Kalau tetap diminta serkileran (sumbangan) ya saya bayar, tapi saya absen. Selain karena kondisi kesehatan yang tidak prima, saya juga sedang berusaha menabung untuk kembali umroh. Rindunya menjadi-jadi kalau ingat Tanah Suci.

Jadi hal-hal yang nggak urgen dan random, tapi kudu menggunakan uang, lebih sering saya skip sejak awal tahun. Karena kalau datang bukber itu, pasti keluar biaya transportasi lebih banyak. Terlebih kalau tempatnya jauh. Belum nanti tahu-tahu laper mata, pingin ini itu, beli ini itu akhirnya nggak kemakan atau kepake. Wes, nyeselnya itu kalau sudah dibeli😁

Kalau nggak beneran ada orang-orang yang saya kenali, saya wes mulai absen di beragam acara kumpulan rerame orang. Kadang jumpa orang-orang juga malah tambah beban pikiran saya, kalau dengar begini begitu yang nggak mengenakkan hati. Meskipun sudah berusaha mengabaikannya. Introvert kadang-kadang memang terlalu banyak OVT nya.

Bayar zakat, sedekah, berbagi, sumbangan sosial, nyangoni orang orang sekitaran yang kerja dengan saya, tentu kewajiban yang nggak bisa diabaikan. Tapi karena wes rutinitas ya biasa saja, wes disiapkan jauh hari. Jadi nggak berasa sebagai tambahan pengeluaran seperti aneka bukber itu.

Pulang ke rumah ibu, berasa banget kalau saya lelah. Ibu saya meminta agar saya banyak istirahat. Tapi puasa masih dua hari saat itu. Beneran berasa tidak ringan puasa tahun ini. Saya tetap bersyukur aja nggak sampai opname dan bolak-balik rumah sakit.

Lepas sholat Ied, bermohonmaafan dengan ibu dan keluarga adik bungsu, saya beneran terkapar. Tidur seperti orang mati, nggak bisa dibangunkan sampai siang. Praktis ibu saya menemui tamu-tamu lebaran sendiri tanpa saya. Sementara si bungsu wes ura pergi ke rumah mertuanya dengan suami dan anak-anaknya.

Syukurlah, tamu-tamu keluarga maklum dan tidak mengusik saya yang tidur. Baru di sore hari saya bisa melek mata, njagongi tamu-tamu yang datang hilir mudik. Maklum, ibu termasuk sesepuh di lingkungannya.

Saudara dan ipar serta ponakan saya dll keluarga nya belum pada datang. Mereka baru datang di hari kedua.
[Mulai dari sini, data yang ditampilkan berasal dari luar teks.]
//! dmarcview - DMARC aggregate report viewer
//!
//! Reads a DMARC aggregate report (plain XML, GZIP or ZIP), parses it and prints the
//! reporting organization, the published DMARC policy and every evaluated source IP.
//!
//! The tool outputs results in one of four formats: Table, CSV, JSON, or XML.

use anyhow::{Context, Result};
use clap::Parser;
use colored::*;
use dmarcview::models::{Dkim, Feedback, Record, Spf};
use dmarcview::{load_feedback, Config};
use prettytable::{row, Cell, Row, Table};
use serde::Serialize;
use std::fmt::Display;
use std::path::PathBuf;
use std::str::FromStr;

/// CLI arguments for dmarcview.
#[derive(Parser, Debug)]
#[command(
    author,
    version,
    about = "DMARC aggregate report viewer",
    long_about = "dmarcview parses a DMARC aggregate report (XML, GZIP or ZIP) and displays \
                  the reporting organization, the published DMARC policy and the per-source \
                  SPF/DKIM evaluation.\n\n\
                  USAGE:\n  dmarcview <FILE> [--output <table|csv|json|xml>] [--verbose]",
    override_usage = "dmarcview <FILE> [OPTIONS]"
)]
struct Cli {
    /// Path to the DMARC report
    #[arg(value_parser)]
    file: PathBuf,

    /// Output format: table, csv, json, xml
    #[arg(short, long, default_value = "table")]
    output: OutputFormat,

    /// Enable verbose logging
    #[arg(short, long)]
    verbose: bool,
}

/// Supported output formats.
#[derive(Debug, Clone)]
enum OutputFormat {
    Table,
    Csv,
    Json,
    Xml,
}

impl FromStr for OutputFormat {
    type Err = String;
    fn from_str(s: &str) -> Result<Self, Self::Err> {
        match s.to_lowercase().as_str() {
            "table" => Ok(OutputFormat::Table),
            "csv" => Ok(OutputFormat::Csv),
            "json" => Ok(OutputFormat::Json),
            "xml" => Ok(OutputFormat::Xml),
            _ => Err(format!("Invalid output format: {}", s)),
        }
    }
}

/// One CSV line per evaluated record.
#[derive(Debug, Serialize)]
struct CsvRow<'a> {
    org_name: &'a str,
    report_id: &'a str,
    begin: i64,
    end: i64,
    domain: &'a str,
    source_ip: &'a str,
    count: u64,
    disposition: &'a str,
    dkim: &'a str,
    spf: &'a str,
    header_from: &'a str,
    spf_result: String,
    dkim_results: String,
}

/// Formats a DKIM result into a clear, human-readable string.
/// If no signature is present, returns "No signature".
fn format_dkim(d: &Dkim) -> String {
    if d.domain.trim().is_empty() {
        "No signature".to_string()
    } else if d.selector.trim().is_empty() {
        format!("{}:{}", d.domain, d.result)
    } else {
        format!("{} (selector: {}): {}", d.domain, d.selector, d.result)
    }
}

/// Formats an SPF result into a clear, human-readable string.
/// If no SPF record is present, returns "No SPF record".
fn format_spf(spf: &Spf) -> String {
    if spf.domain.trim().is_empty() {
        "No SPF record".to_string()
    } else {
        format!("{}:{}", spf.domain, spf.result)
    }
}

fn format_dkim_results(record: &Record) -> String {
    let results: Vec<String> = record.auth_results.dkim.iter().map(format_dkim).collect();
    if results.is_empty() {
        "No DKIM signature".to_string()
    } else {
        results.join(", ")
    }
}

/// Shows the typed reading of a policy value, or the raw value when it is not one of
/// the known keywords.
fn describe<T: Display>(parsed: Option<T>, raw: &str) -> String {
    match parsed {
        Some(value) => value.to_string(),
        None if raw.is_empty() => "-".to_string(),
        None => raw.to_string(),
    }
}

#[tokio::main]
async fn main() -> Result<()> {
    let cli = Cli::parse();

    // Initialize logging based on verbosity.
    env_logger::Builder::from_env(env_logger::Env::default())
        .filter_level(if cli.verbose { log::LevelFilter::Debug } else { log::LevelFilter::Info })
        .init();

    let config = Config::new().context("Failed to load configuration")?;

    log::info!("Processing file: {}", cli.file.display());
    let path = cli.file.clone();
    let loading = tokio::task::spawn_blocking(move || load_feedback(&path, &config));

    if matches!(cli.output, OutputFormat::Table) {
        println!(
            "{}\n{}\n",
            "dmarcview - DMARC Aggregate Report Viewer".bold().green(),
            "Parsing & displaying DMARC aggregate data".dimmed()
        );
    }

    let reports = loading
        .await
        .context("Report loading task failed")?
        .with_context(|| format!("Failed to read DMARC report {}", cli.file.display()))?;

    match cli.output {
        OutputFormat::Json => {
            println!("{}", serde_json::to_string_pretty(&reports)?);
        }
        OutputFormat::Xml => {
            for report in &reports {
                print!("{}", report.to_xml());
            }
        }
        OutputFormat::Csv => {
            let mut wtr = csv::Writer::from_writer(std::io::stdout());
            for report in &reports {
                for record in &report.records {
                    wtr.serialize(csv_row(report, record))?;
                }
            }
            wtr.flush()?;
        }
        OutputFormat::Table => {
            for report in &reports {
                print_report(report);
            }
        }
    }

    log::info!("{}", "Analysis complete!".bold().cyan());
    Ok(())
}

fn csv_row<'a>(report: &'a Feedback, record: &'a Record) -> CsvRow<'a> {
    let metadata = &report.report_metadata;
    let evaluated = &record.row.policy_evaluated;
    CsvRow {
        org_name: &metadata.org_name,
        report_id: &metadata.report_id,
        begin: metadata.date_range.begin,
        end: metadata.date_range.end,
        domain: &report.policy_published.domain,
        source_ip: &record.row.source_ip,
        count: record.row.count,
        disposition: &evaluated.disposition,
        dkim: &evaluated.dkim,
        spf: &evaluated.spf,
        header_from: &record.identifiers.header_from,
        spf_result: format_spf(&record.auth_results.spf),
        dkim_results: format_dkim_results(record),
    }
}

fn print_report(report: &Feedback) {
    let metadata = &report.report_metadata;
    println!("{}", "Report".bold().blue());
    println!("{}", "----------------------------".dimmed());
    println!("{}: {}", "Organization".bold(), metadata.org_name);
    println!("{}: {}", "Contact".bold(), metadata.email);
    if !metadata.extra_contact_info.is_empty() {
        println!("{}: {}", "Extra Contact".bold(), metadata.extra_contact_info);
    }
    println!("{}: {}", "Report ID".bold(), metadata.report_id);
    println!("{}: {}", "Period".bold(), metadata.date_range.formatted_period());
    if !metadata.date_range.is_ordered() {
        log::warn!("Report {} ends before it begins", metadata.report_id);
    }
    println!();

    let policy = &report.policy_published;
    println!("{}", "DMARC Policy Information".bold().blue());
    println!("{}", "----------------------------".dimmed());
    println!("{}: {}", "Domain".bold(), policy.domain);
    println!("{}: {}", "DKIM Alignment".bold(), describe(policy.dkim_alignment(), &policy.adkim));
    println!("{}: {}", "SPF Alignment".bold(), describe(policy.spf_alignment(), &policy.aspf));
    println!("{}: {}", "Policy".bold(), describe(policy.policy(), &policy.p));
    println!("{}: {}", "Subdomain Policy".bold(), describe(policy.subdomain_policy(), &policy.sp));
    println!("{}: {}\n", "Percentage Applied".bold(), policy.pct);

    if report.records.is_empty() {
        println!("{}\n", "No DMARC records found.".yellow());
        return;
    }

    let mut table = Table::new();
    table.add_row(row!["Source IP", "Count", "Disposition", "Header From", "SPF", "DKIM"]);
    for record in &report.records {
        let evaluated = &record.row.policy_evaluated;
        let disposition = match &evaluated.reason {
            Some(reason) => format!("{} ({})", evaluated.disposition, reason.kind),
            None => evaluated.disposition.clone(),
        };
        table.add_row(Row::new(vec![
            Cell::new(&record.row.source_ip),
            Cell::new(&record.row.count.to_string()),
            Cell::new(&disposition),
            Cell::new(&record.identifiers.header_from),
            Cell::new(&format_spf(&record.auth_results.spf)),
            Cell::new(&format_dkim_results(record)),
        ]));
    }
    table.printstd();
    println!(
        "{}: {}\n",
        "Total messages".bold(),
        report.total_messages()
    );
}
Maklum mereka ada di Jogja, Balikpapan, dan Jakarta. Kalau si bungsu wira wiri sesukanya. Kadang di rumah ibu, kadang di rumahnya, kadang ya di rumah mertua. Semua di Tulungagung.

Lebaran menjadi meriah ketika semua saudara saya dan keluarganya sudah datang. Bocil-bocil bikin rumah ibu seperti kapal pecah. Kami tidur seperti ikan pindang dijejer, di sembarang tempat di lantai dengan karpet-karpet. Rame sekali ada bocil-bocil itu. Rumah ibu meriah betul. Mengingatkan saya akan masa kecil tetahunan silam.
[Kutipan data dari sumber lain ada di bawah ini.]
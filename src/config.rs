//! Configuration Module
//!
//! This module reads the limits applied while loading report files from environment
//! variables, falls back to sensible defaults, and validates the file size cap.

use anyhow::Result;
use std::env;

const MAX_FILE_SIZE_CAP: usize = 500_000_000;

#[derive(Debug, Clone)]
pub struct Config {
    pub max_file_size: usize,
    pub max_decompressed_size: usize,
    pub max_files_in_zip: usize,
    pub max_compression_ratio: f64,
    pub max_filename_length: usize,
}

impl Default for Config {
    fn default() -> Self {
        Config {
            max_file_size: 10 * 1024 * 1024,
            max_decompressed_size: 100 * 1024 * 1024,
            max_files_in_zip: 1000,
            max_compression_ratio: 1000.0,
            max_filename_length: 256,
        }
    }
}

impl Config {
    /// Creates a new configuration by reading environment variables.
    /// If a variable is missing or unparsable, the default value is used.
    pub fn new() -> Result<Self> {
        let defaults = Config::default();

        let max_file_size = env_or("DMARC_MAX_FILE_SIZE", defaults.max_file_size);
        if max_file_size > MAX_FILE_SIZE_CAP {
            return Err(anyhow::anyhow!("Max file size too large (500MB limit)"));
        }

        Ok(Config {
            max_file_size,
            max_decompressed_size: env_or(
                "DMARC_MAX_DECOMPRESSED_SIZE",
                defaults.max_decompressed_size,
            ),
            max_files_in_zip: env_or("DMARC_MAX_FILES_IN_ZIP", defaults.max_files_in_zip),
            max_compression_ratio: env_or(
                "DMARC_MAX_COMPRESSION_RATIO",
                defaults.max_compression_ratio,
            ),
            max_filename_length: env_or("DMARC_MAX_FILENAME_LENGTH", defaults.max_filename_length),
        })
    }
}

fn env_or<T: std::str::FromStr>(name: &str, default: T) -> T {
    env::var(name)
        .ok()
        .and_then(|s| s.trim().parse().ok())
        .unwrap_or(default)
}
//! XML Parser Module
//!
//! This module turns a DMARC aggregate report into a [`Feedback`] tree. Elements are
//! matched by their local name; unknown elements are skipped together with their
//! children and missing elements leave the default value in place. Integer fields
//! are never coerced: an empty or non-numeric value is an error. String fields keep
//! their character data verbatim; only integers have surrounding whitespace trimmed.
//!
//! Custom entities are never expanded. A DOCTYPE that declares two or more entities
//! is rejected outright (Billion Laughs), references to any other entity fail while
//! unescaping, and element nesting is capped to keep hostile input cheap to refuse.

use crate::error::{DmarcError, Result};
use crate::models::{
    AuthResults, DateRange, Dkim, Feedback, Identifiers, PolicyEvaluated, PolicyPublished,
    Reason, Record, ReportMetadata, Row, Spf,
};
use quick_xml::events::Event;
use quick_xml::reader::Reader;
use std::io::Read;
use std::str::FromStr;

const MAX_DEPTH: usize = 20;

/// Parses a DMARC aggregate report from raw bytes.
///
/// The encoding is UTF-8 unless the XML declaration says otherwise.
///
/// # Errors
///
/// Returns an error of kind [`ErrorKind::Parse`](crate::error::ErrorKind::Parse) if the
/// document is not well-formed, declares recursive entities, nests too deeply, or
/// holds a non-numeric value in an integer field.
pub fn parse_feedback(bytes: &[u8]) -> Result<Feedback> {
    let feedback = FeedbackParser::new(bytes).document()?;
    log::debug!(
        "Parsed report {:?} from {:?} with {} records",
        feedback.report_metadata.report_id,
        feedback.report_metadata.org_name,
        feedback.records.len()
    );
    Ok(feedback)
}

/// Reads `source` to the end and parses it. Read failures surface as
/// [`DmarcError::Io`].
pub fn read_feedback<R: Read>(mut source: R) -> Result<Feedback> {
    let mut bytes = Vec::new();
    source.read_to_end(&mut bytes)?;
    parse_feedback(&bytes)
}

struct FeedbackParser<'a> {
    reader: Reader<&'a [u8]>,
    depth: usize,
}
//! Error Handling Module
//!
//! This module defines custom error types for dmarcview using the `thiserror` crate.
//! Every error falls into one of two kinds: the report bytes could not be obtained
//! (`ErrorKind::Io`) or they could not be turned into a report (`ErrorKind::Parse`).

use thiserror::Error;

#[derive(Error, Debug)]
pub enum DmarcError {
    #[error("I/O error: {0}")]
    Io(#[from] std::io::Error),

    #[error("ZIP error: {0}")]
    Zip(#[from] zip::result::ZipError),

    #[error("XML error: {0}")]
    Xml(#[from] quick_xml::Error),

    #[error("Malformed integer in <{field}>: {value:?}")]
    MalformedInteger { field: &'static str, value: String },

    #[error("Invalid format: {0}")]
    Format(String),

    #[error("File too large: {0}")]
    FileTooLarge(String),

    #[error("Unsupported file type: {0}")]
    UnsupportedFile(String),
}

/// Coarse classification of a [`DmarcError`].
#[derive(Debug, Clone, Copy, PartialEq, Eq)]
pub enum ErrorKind {
    /// The source bytes could not be read.
    Io,
    /// The bytes are not a well-formed report.
    Parse,
}

impl DmarcError {
    pub fn kind(&self) -> ErrorKind {
        match self {
            DmarcError::Io(_)
            | DmarcError::Zip(_)
            | DmarcError::FileTooLarge(_)
            | DmarcError::UnsupportedFile(_) => ErrorKind::Io,
            DmarcError::Xml(_) | DmarcError::MalformedInteger { .. } | DmarcError::Format(_) => {
                ErrorKind::Parse
            }
        }
    }
}

pub type Result<T> = std::result::Result<T, DmarcError>;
Kondisi saya masih naik turun drop beberapa kali, sampai tidak bisa berdiri karena badan terasa begitu lemas. Acara unjung-unjung tetangga kiri kanan rumah ibu pun saya skip. Absen. Untung banyak yang sudah bermaafan saat mereka datang ke rumah ibu.
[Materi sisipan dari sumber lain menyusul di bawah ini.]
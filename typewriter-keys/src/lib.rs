// Copyright 2021 Jacob Alexander
//
// Licensed under the Apache License, Version 2.0, <LICENSE-APACHE or
// http://apache.org/licenses/LICENSE-2.0> or the MIT license <LICENSE-MIT or
// http://opensource.org/licenses/MIT>, at your option. This file may not be
// copied, modified, or distributed except according to those terms.

#![no_std]

//! Static mapping between the typewriter's (row, column) scan positions and
//! logical [`KeyId`]s, and its inverse (the data an [`InverseScanTable`]
//! needs to drive the injector).

pub mod scantable;

pub use scantable::InverseScanTable;

/// Reserved bit (top bit of an 8-bit container). On a `KeyId` returned from
/// the forward scan it marks a key-up transition (`KeyEvent`); on a `KeyId`
/// used as a reverse-table lookup key it marks "Shift held while typed".
/// Both uses are mutually exclusive by context, exactly as the original
/// firmware overlays them on the same bit.
pub const SHIFTED: u8 = 0x80;
pub const RELEASED: u8 = 0x80;

/// Logical identifier for one physical key on the typewriter's keyboard.
///
/// Ordering matches the bit position of each key's row-strobe scan so that
/// [`scantable::KEY_POSITIONS`] can be built directly from it; do not
/// reorder without updating the scan table.
#[derive(Copy, Clone, Debug, PartialEq, Eq, PartialOrd, Ord)]
#[cfg_attr(feature = "defmt-impl", derive(defmt::Format))]
#[repr(u8)]
pub enum KeyId {
    None = 0,
    Unknown,

    MarginRelease,
    Cents,
    Key1,
    Key2,
    Key3,
    Key4,
    Key5,
    Key6,
    Key7,
    Key8,
    Key9,
    Key0,
    Dash,
    Mu,
    Backspace,
    PaperUp,

    LeftMargin,
    Tab,
    Q,
    W,
    E,
    R,
    T,
    Y,
    U,
    I,
    O,
    P,
    At,
    Brackets,
    Return,
    PaperDown,

    RightMargin,
    Lock,
    A,
    S,
    D,
    F,
    G,
    H,
    J,
    K,
    L,
    Semicolon,
    Colon,
    Indices,
    MarginReturn,

    TabSet,
    Shift,
    Angles,
    Z,
    X,
    C,
    V,
    B,
    N,
    M,
    Comma,
    FullStop,
    Slash,
    Repeat,

    TabClear,
    Code,
    Space,
    Erase,
    LineSpace,
}

/// One past the highest valid [`KeyId`] discriminant; mirrors `KEY_MAX`.
pub const KEY_MAX: u8 = KeyId::LineSpace as u8 + 1;

/// Error returned when an 8-bit value does not name a valid [`KeyId`].
#[derive(Copy, Clone, Debug, PartialEq, Eq)]
pub enum KeyIdError {
    OutOfRange(u8),
}

impl KeyId {
    /// Strips the [`RELEASED`]/[`SHIFTED`] high bit, returning the bare key.
    pub const fn from_masked(raw: u8) -> Result<Self, KeyIdError> {
        Self::from_u8(raw & !SHIFTED)
    }

    const fn from_u8(raw: u8) -> Result<Self, KeyIdError> {
        // A plain match over `as u8` comparisons; kept branch-heavy but
        // explicit so the table stays auditable against keyboard.h.
        if raw >= KEY_MAX {
            return Err(KeyIdError::OutOfRange(raw));
        }
        // Safety: discriminants are dense 0..KEY_MAX and `raw` was just
        // bounds-checked against KEY_MAX, so every value in range is valid.
        Ok(unsafe { core::mem::transmute::<u8, KeyId>(raw) })
    }

    pub const fn is_valid(self) -> bool {
        !matches!(self, KeyId::None | KeyId::Unknown)
    }
}

impl TryFrom<u8> for KeyId {
    type Error = KeyIdError;

    fn try_from(raw: u8) -> Result<Self, Self::Error> {
        Self::from_u8(raw)
    }
}

/// A single key-transition record: key id in the low 7 bits, [`RELEASED`]
/// in the top bit. Zero-sized beyond the byte itself so it can be queued
/// cheaply by [`typewriter_queue`](https://docs.rs/typewriter-queue).
#[derive(Copy, Clone, Debug, PartialEq, Eq)]
#[cfg_attr(feature = "defmt-impl", derive(defmt::Format))]
pub struct KeyEvent(u8);

impl KeyEvent {
    pub const NONE: KeyEvent = KeyEvent(KeyId::None as u8);

    pub const fn down(key: KeyId) -> Self {
        KeyEvent(key as u8)
    }

    pub const fn up(key: KeyId) -> Self {
        KeyEvent(key as u8 | RELEASED)
    }

    pub const fn is_down(self) -> bool {
        self.0 & RELEASED == 0
    }

    pub const fn is_none(self) -> bool {
        self.0 == KeyId::None as u8
    }

    /// The key this event refers to, discarding the up/down flag.
    pub fn key(self) -> KeyId {
        // Events are only ever constructed from a valid KeyId, so this
        // cannot fail in practice; fall back to Unknown rather than panic.
        KeyId::from_masked(self.0).unwrap_or(KeyId::Unknown)
    }

    pub const fn raw(self) -> u8 {
        self.0
    }
}

impl Default for KeyEvent {
    fn default() -> Self {
        KeyEvent::NONE
    }
}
Acara piknik keluarga, saya juga absen. Acara unjung-unjung keluarga dan sesepuh, absen juga. Praktis lebaran kali ini saya mung bertapa memulihkan diri di rumah ibu. Sungguh bohong kalau umur itu hanya angka.

Makin ke sini kok saya rasa, ada banyak sekali perbedaan kekuatan daripada 20 tahun yang lalu. Jadi saya yo wes kudu legawa tidak semena-mena menggunakan energi fisik kalau nggak mau tumbang-tumbang melulu.

Bagaimanapun, meskipun tanpa banyak persiapan, saya tetap senang lebaran tahun ini. Alhamdulillah. Keluarga berkumpul. Jajanan dan aneka makanan di mana-mana. Baju baju baru. Foto foto. Makan-makan. Bercanda tawa gembira. Kunjung kunjung. Piknik wisata. Kumpul trah. Berbagi oleh-oleh. Berbagi angpao. Berbagi souvenir. Berbagi kue-kue. Semua gembira, semua bersukacita. Apalagi bocil-bocil dengan angpao yang jutaan. Senang betul mereka.

Dan saya tahu, lebaran selalu beda di hati kami bersaudara. Karena nyaris 20 tahun lalu ayah almarhum meninggalkan kami semua di hari nan fitri. Al Fatihah, semoga surga untukmu, Ayah.

Nah bagaimana dengan lebaranmu? Semoga menyenangkan ya. Mohon maaf lahir dan batin. Semoga semangat fitri hari lebaran membawa semangat baru dalam hidup kita semua.